PrEP is a pill which, if taken once daily, has proved "highly effective" in protecting against the transmission of HIV.

He continued: “Nick Perry, who’s been taking PrEP as part of a trial and said that the drug was part of a host of measures to help people practice safer sex and for the him, it had taken the fear away.

“But if it’s costing the NHS that much money, don’t have sex, Nick. Sorry.

“Love your partner, hug your partner, kiss your partner, do all manner of other things you can do with your partner, just don’t have sex. If your partner HIV positive, don’t have sex. There’s lots of people that don’t have sex for lots of reasons.

“Do you think kids who’ve got cystic fibrosis don’t have to give things up, or change their lifestyle because of their disease? Of course they do.

“And you’re being asked to just simply keep your pants on.
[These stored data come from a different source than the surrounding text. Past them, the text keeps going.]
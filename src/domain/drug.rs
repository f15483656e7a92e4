use bigdecimal::{BigDecimal, Zero};
use chrono::{DateTime, NaiveDate, Utc};

use super::errors::DomainError;

pub type DrugId = i32;

/// Quantity at or below which a drug counts as low stock.
pub const LOW_STOCK_THRESHOLD: i32 = 10;
/// Quantity at or below which a drug counts as critically low.
pub const CRITICAL_STOCK_THRESHOLD: i32 = 5;
/// Days before expiry at which a drug is flagged as expiring soon.
pub const EXPIRY_WARNING_DAYS: i64 = 30;

/// Column limits of `inventory`: `VARCHAR(255)` name, `NUMERIC(10, 2)` price.
pub const MAX_DRUG_NAME_CHARS: usize = 255;
const PRICE_SCALE: i64 = 2;
const PRICE_INTEGER_DIGITS: u32 = 8;

#[derive(Debug, Clone, PartialEq)]
pub struct Drug {
    pub id: DrugId,
    pub name: String,
    pub quantity: i32,
    pub price: BigDecimal,
    pub expiry_date: NaiveDate,
    pub created_at: DateTime<Utc>,
    pub updated_at: DateTime<Utc>,
}

impl Drug {
    pub fn status(&self, today: NaiveDate) -> StockStatus {
        StockStatus::evaluate(self.quantity, self.expiry_date, today)
    }
}

/// A validated drug that has not been stored yet.
#[derive(Debug, Clone, PartialEq)]
pub struct NewDrug {
    pub name: String,
    pub quantity: i32,
    pub price: BigDecimal,
    pub expiry_date: NaiveDate,
}

impl NewDrug {
    pub fn new(
        name: &str,
        quantity: i32,
        price: BigDecimal,
        expiry_date: NaiveDate,
    ) -> Result<Self, DomainError> {
        let name = name.trim();
        if name.is_empty() {
            return Err(DomainError::validation("Drug name is required"));
        }
        if name.chars().count() > MAX_DRUG_NAME_CHARS {
            return Err(DomainError::Validation(format!(
                "Drug name must be at most {} characters",
                MAX_DRUG_NAME_CHARS
            )));
        }
        if quantity <= 0 {
            return Err(DomainError::validation("Quantity must be greater than 0"));
        }
        if price < BigDecimal::zero() {
            return Err(DomainError::validation("Price cannot be negative"));
        }
        if price.with_scale(PRICE_SCALE) != price {
            return Err(DomainError::validation(
                "Price must have at most 2 decimal places",
            ));
        }
        if price >= BigDecimal::from(10u64.pow(PRICE_INTEGER_DIGITS)) {
            return Err(DomainError::validation("Price must be less than 100000000"));
        }
        Ok(Self {
            name: name.to_string(),
            quantity,
            price,
            expiry_date,
        })
    }
}

/// Display status derived from stock level and expiry.
#[derive(Debug, Clone, Copy, PartialEq, Eq)]
pub enum StockStatus {
    Good,
    LowStock,
    CriticalLow,
    OutOfStock,
    ExpiringSoon,
    Expired,
}

impl StockStatus {
    /// Expiry wins over stock level: expired, expiring soon, out of stock,
    /// critically low, low, good.
    pub fn evaluate(quantity: i32, expiry_date: NaiveDate, today: NaiveDate) -> Self {
        let days_until_expiry = (expiry_date - today).num_days();
        if days_until_expiry < 0 {
            StockStatus::Expired
        } else if days_until_expiry < EXPIRY_WARNING_DAYS {
            StockStatus::ExpiringSoon
        } else if quantity <= 0 {
            StockStatus::OutOfStock
        } else if quantity <= CRITICAL_STOCK_THRESHOLD {
            StockStatus::CriticalLow
        } else if quantity <= LOW_STOCK_THRESHOLD {
            StockStatus::LowStock
        } else {
            StockStatus::Good
        }
    }

    pub fn label(self) -> &'static str {
        match self {
            StockStatus::Good => "Good",
            StockStatus::LowStock => "Low Stock",
            StockStatus::CriticalLow => "Critical Low",
            StockStatus::OutOfStock => "Out of Stock",
            StockStatus::ExpiringSoon => "Expiring Soon",
            StockStatus::Expired => "Expired",
        }
    }
}

#[cfg(test)]
mod tests {
    use std::str::FromStr;

    use super::*;

    fn date(s: &str) -> NaiveDate {
        NaiveDate::from_str(s).expect("valid date")
    }

    fn price(s: &str) -> BigDecimal {
        BigDecimal::from_str(s).expect("valid decimal")
    }

    #[test]
    fn new_drug_trims_name() {
        let drug = NewDrug::new("  Aspirin ", 100, price("5.99"), date("2030-01-01"))
            .expect("valid drug");
        assert_eq!(drug.name, "Aspirin");
        assert_eq!(drug.quantity, 100);
    }

    #[test]
    fn new_drug_rejects_blank_name() {
        let err = NewDrug::new("   ", 1, price("1.00"), date("2030-01-01")).unwrap_err();
        assert!(matches!(err, DomainError::Validation(_)));
    }

    #[test]
    fn new_drug_rejects_non_positive_quantity() {
        for quantity in [0, -1] {
            let err = NewDrug::new("Aspirin", quantity, price("1.00"), date("2030-01-01"))
                .unwrap_err();
            assert_eq!(err.to_string(), "Quantity must be greater than 0");
        }
    }

    #[test]
    fn new_drug_rejects_negative_price() {
        let err = NewDrug::new("Aspirin", 1, price("-0.01"), date("2030-01-01")).unwrap_err();
        assert_eq!(err.to_string(), "Price cannot be negative");
    }

    #[test]
    fn new_drug_rejects_name_longer_than_column() {
        let name = "A".repeat(MAX_DRUG_NAME_CHARS + 1);
        let err = NewDrug::new(&name, 1, price("1.00"), date("2030-01-01")).unwrap_err();
        assert_eq!(err.to_string(), "Drug name must be at most 255 characters");

        let name = "é".repeat(MAX_DRUG_NAME_CHARS);
        assert!(NewDrug::new(&name, 1, price("1.00"), date("2030-01-01")).is_ok());
    }

    #[test]
    fn new_drug_rejects_sub_cent_price() {
        let err = NewDrug::new("Aspirin", 1, price("5.999"), date("2030-01-01")).unwrap_err();
        assert_eq!(err.to_string(), "Price must have at most 2 decimal places");

        let drug = NewDrug::new("Aspirin", 1, price("5.990"), date("2030-01-01"))
            .expect("trailing zero is still cents");
        assert_eq!(drug.price, price("5.99"));
    }

    #[test]
    fn new_drug_rejects_price_beyond_column_precision() {
        let err = NewDrug::new("Aspirin", 1, price("100000000"), date("2030-01-01"))
            .unwrap_err();
        assert_eq!(err.to_string(), "Price must be less than 100000000");
        assert!(NewDrug::new("Aspirin", 1, price("99999999.99"), date("2030-01-01")).is_ok());
    }

    #[test]
    fn new_drug_accepts_zero_price() {
        assert!(NewDrug::new("Sample", 1, price("0"), date("2030-01-01")).is_ok());
    }

    #[test]
    fn expired_takes_precedence_over_stock() {
        let today = date("2025-06-01");
        assert_eq!(
            StockStatus::evaluate(0, date("2025-05-31"), today),
            StockStatus::Expired
        );
    }

    #[test]
    fn expiring_soon_takes_precedence_over_low_stock() {
        let today = date("2025-06-01");
        assert_eq!(
            StockStatus::evaluate(3, date("2025-06-30"), today),
            StockStatus::ExpiringSoon
        );
        assert_eq!(
            StockStatus::evaluate(3, date("2025-06-01"), today),
            StockStatus::ExpiringSoon
        );
    }

    #[test]
    fn stock_levels_when_expiry_is_far() {
        let today = date("2025-06-01");
        let far = date("2025-07-01");
        assert_eq!(StockStatus::evaluate(0, far, today), StockStatus::OutOfStock);
        assert_eq!(StockStatus::evaluate(5, far, today), StockStatus::CriticalLow);
        assert_eq!(StockStatus::evaluate(6, far, today), StockStatus::LowStock);
        assert_eq!(StockStatus::evaluate(10, far, today), StockStatus::LowStock);
        assert_eq!(StockStatus::evaluate(11, far, today), StockStatus::Good);
    }

    #[test]
    fn labels() {
        assert_eq!(StockStatus::CriticalLow.label(), "Critical Low");
        assert_eq!(StockStatus::OutOfStock.label(), "Out of Stock");
    }
}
This is not a drug that is funding people with HIV. It is funding people without HIV so that they can sleep with people with HIV. That’s it.”

As well as encouraging abstinence among those in high-risk groups such as gay men, Collins’ hysterical comments about serodiscordant relationships come in spite of the fact that when correctly treated with anti-retroviral therapy, HIV can become undetectable in the body. Studies have shown that when this is case the chance of transmitting the virus to a sexual partner is heavily reduced – often by as much as 96%.

The recently published PARTNER study found no linked HIV transmissions between 1166 sero-discordant couples (where one is HIV negative and one positive). This is after they had sex 58,000 times without a condom.

Yesterday’s ruling on PrEP comes as HIV rates among men who have sex with men (MSMs) continues to increase year on year in the UK. On average 17 people are diagnosed with HIV in the UK every day, with the lifetime cost to the NHS for each diagnosis around £360,000.

All research on PrEP and HIV strongly recommends that condoms are used during sexual intercourse, even if undertaking a preventative treatment such as PrEP.